Et le fait même qu'on ait tendance à préférer ce penser montre à quel point le lexique de la langue française est influencé par la pensée. Je l'avais déjà expliqué ici, en montrant que les langues germaniques utilisaient les cinq sens alors que le français préféraient la pensée.
Alors?

Allons nous faire aider. Puisqu'on n'est jamais trop aidé.
Que nous dit la base CRISCO, ce site/dictionnaire des synonymes?
(…)
Il faut faire un choix.
Et le voici, mon choix:
S'inquiéter.
S'inquiéter dans les deux sens.
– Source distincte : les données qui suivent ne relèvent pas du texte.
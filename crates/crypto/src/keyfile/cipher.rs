//! Symmetric cipher for keyfile encryption.
//!
//! AES-128-CTR is an XOR stream cipher: the same operation encrypts and
//! decrypts, and the ciphertext has the same length as the plaintext. The
//! cipher key is the first 16 bytes of the KDF output.

use aes::Aes128;
use cipher::{KeyIvInit, StreamCipher};
use ctr::Ctr128BE;
use serde::{Deserialize, Serialize};

use super::error::{KeyfileError, KeyfileResult};

/// IV (initialization vector) length for AES-128-CTR.
pub const IV_LENGTH: usize = 16;

/// AES-128 key length.
pub const CIPHER_KEY_LENGTH: usize = 16;

/// Cipher name for AES-128-CTR.
pub const CIPHER_AES_128_CTR: &str = "aes-128-ctr";

type Aes128Ctr = Ctr128BE<Aes128>;

/// Supported ciphers, selected by the name stored in the keyfile.
///
/// A closed set: new ciphers are added as variants, never as ad hoc string
/// branches in the codec.
#[derive(Debug, Clone, Copy, PartialEq, Eq, Default)]
pub enum CipherKind {
    /// AES-128 in counter mode.
    #[default]
    Aes128Ctr,
}

impl CipherKind {
    /// The name under which this cipher is stored.
    pub fn name(&self) -> &'static str {
        match self {
            CipherKind::Aes128Ctr => CIPHER_AES_128_CTR,
        }
    }

    /// Look up a cipher by its stored name.
    pub fn from_name(name: &str) -> KeyfileResult<Self> {
        match name {
            CIPHER_AES_128_CTR => Ok(CipherKind::Aes128Ctr),
            other => Err(KeyfileError::UnsupportedCipher(other.to_string())),
        }
    }

    /// Apply the keystream to `data`.
    ///
    /// Encrypting and decrypting are the same operation; applying it twice
    /// with the same key and IV returns the original bytes.
    pub fn transform(&self, key: &[u8], iv: &[u8], data: &[u8]) -> KeyfileResult<Vec<u8>> {
        let key: [u8; CIPHER_KEY_LENGTH] = key.try_into().map_err(|_| {
            KeyfileError::InvalidFormat(format!("cipher key must be {} bytes", CIPHER_KEY_LENGTH))
        })?;
        let iv: [u8; IV_LENGTH] = iv.try_into().map_err(|_| {
            KeyfileError::InvalidFormat(format!("IV must be {} bytes", IV_LENGTH))
        })?;

        match self {
            CipherKind::Aes128Ctr => {
                let mut cipher = Aes128Ctr::new(&key.into(), &iv.into());
                let mut output = data.to_vec();
                cipher.apply_keystream(&mut output);
                Ok(output)
            }
        }
    }
}

/// Cipher parameters as stored in a keyfile.
#[derive(Debug, Clone, Serialize, Deserialize, PartialEq)]
pub struct CipherParams {
    /// Initialization vector as hex string.
    pub iv: String,
}

impl CipherParams {
    /// Create parameters from raw IV bytes.
    pub fn new(iv: &[u8]) -> Self {
        Self {
            iv: hex::encode(iv),
        }
    }

    /// Decode the IV, checking its length.
    pub fn iv_bytes(&self) -> KeyfileResult<Vec<u8>> {
        let iv = hex::decode(&self.iv)
            .map_err(|e| KeyfileError::InvalidFormat(format!("invalid IV hex: {}", e)))?;
        if iv.len() != IV_LENGTH {
            return Err(KeyfileError::InvalidFormat(format!(
                "IV must be {} bytes, got {}",
                IV_LENGTH,
                iv.len()
            )));
        }
        Ok(iv)
    }
}

/// Generate a random IV.
pub fn generate_iv() -> Vec<u8> {
    use rand::RngCore;
    let mut iv = vec![0u8; IV_LENGTH];
    rand::thread_rng().fill_bytes(&mut iv);
    iv
}
//! Crypto error types

use thiserror::Error;

/// Errors from signature-scheme primitives.
#[derive(Debug, Error)]
pub enum CryptoError {
    /// Public key bytes do not encode a valid curve point.
    #[error("invalid public key")]
    InvalidPublicKey,
}
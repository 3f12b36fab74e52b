//! Keystore error types

use thiserror::Error;

use crate::keyfile::KeyfileError;

/// Errors that can occur during keystore operations.
#[derive(Debug, Error)]
pub enum KeystoreError {
    /// File or directory I/O error, surfaced verbatim.
    #[error("I/O error: {0}")]
    Io(#[from] std::io::Error),

    /// Error from the keyfile codec, including authentication failures.
    #[error(transparent)]
    Keyfile(#[from] KeyfileError),

    /// No catalog entry matches the selector.
    #[error("no catalog entry matches {0}")]
    NotFound(String),

    /// A keyfile for this address already exists in the catalog.
    #[error("key already exists: {0}")]
    AlreadyExists(String),

    /// The entry is locked and the operation needs its key.
    #[error("key is locked: {0}")]
    Locked(String),
}

impl KeystoreError {
    /// Whether this error is an authentication failure (wrong passphrase or
    /// tampered keyfile).
    pub fn is_authentication_failure(&self) -> bool {
        matches!(
            self,
            KeystoreError::Keyfile(KeyfileError::AuthenticationFailure)
        )
    }
}

/// Result type for keystore operations.
pub type KeystoreResult<T> = Result<T, KeystoreError>;
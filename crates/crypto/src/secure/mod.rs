//! Secure memory handling for secrets.

mod secret;

pub use secrecy::ExposeSecret;
pub use secret::{SecretArray, SecretBytes, SecretString};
C'est-à-dire être inquiet = être angoissé, et s'inquiéter pour quelqu'un = se tracasser pour quelqu'un. Exactement comme avec le souci: avoir des soucis = être inquiet et se soucier/se faire du souci poru quelqu'un = s'inquiéter pour quelqu'un.
La traduction va baisser d'un ton au niveau du registre et on va introduire une petite phrase qui elle-même introduira la suite. Eu égard à tous les paramètres que j'ai énoncés plus haut. Cela donne:
Et non seulement y a rien dans cette ville, mais y a rien qui puisse nous faire peur. Rien qui puisse nous faire pleurer. Tout le monde va su-per-bien. Pas d’inquiétudes. Personne qui s’inquiète de personne, juste des gens qui s’inquiètent de leur pomme.

Moi je trouve que ça fonctionne.
Au niveau de la construction, du sens, du rythme.

On ne saurait terminer cette explication sur le souci de soi, le souci de l'autre et la volonté de faire le bien sans montrer deux choses.
1) Cette photo, qu'on a déjà montrée:
Et qui signifie L'homme bon; qui est en réalité un titre, ou plutôt le début d'un titre, dont la totalité dit: Der gute Mensch von Sezuan; qui est en fait une pièce de théâtre de Bertolt Brecht qu'on va voir ce soir même à la Schaubühne avec l'ami T, puisque notre actrice égérie, Jule Böwe, y joue. Un titre traduit en français par: La Bonne Âme du Se-Tchouan.

2) Ce morceau, Make Good, de Stranger Cole et Gladstone Anderson. Un morceau qui nous fait toujours un peu pleurer (eh oui - "Mama always told me: "Life is worth living"") tout comme Stranger Cole nous fait toujours un peu pleurer dès qu'on le voit en interview aujourd'hui, lui qui a 65 ans cette année, a l'air d'un très vieux monsieur, avec la sagesse que peuvent avoir certains très vieux messieurs ou certaines très vieilles dames.
Il nous fait un peu pleurer (décidément: "Oh I'll make good!"), comme le souhaiterait le personnage de Trude Marstein. Il chante avec Gladdy Make Good, donc, qui est la traduction anglaise du titre du roman de Trude, Gjøre godt, Faire le bien en français - et une fois de plus cette succession de coïncidences nous ravit.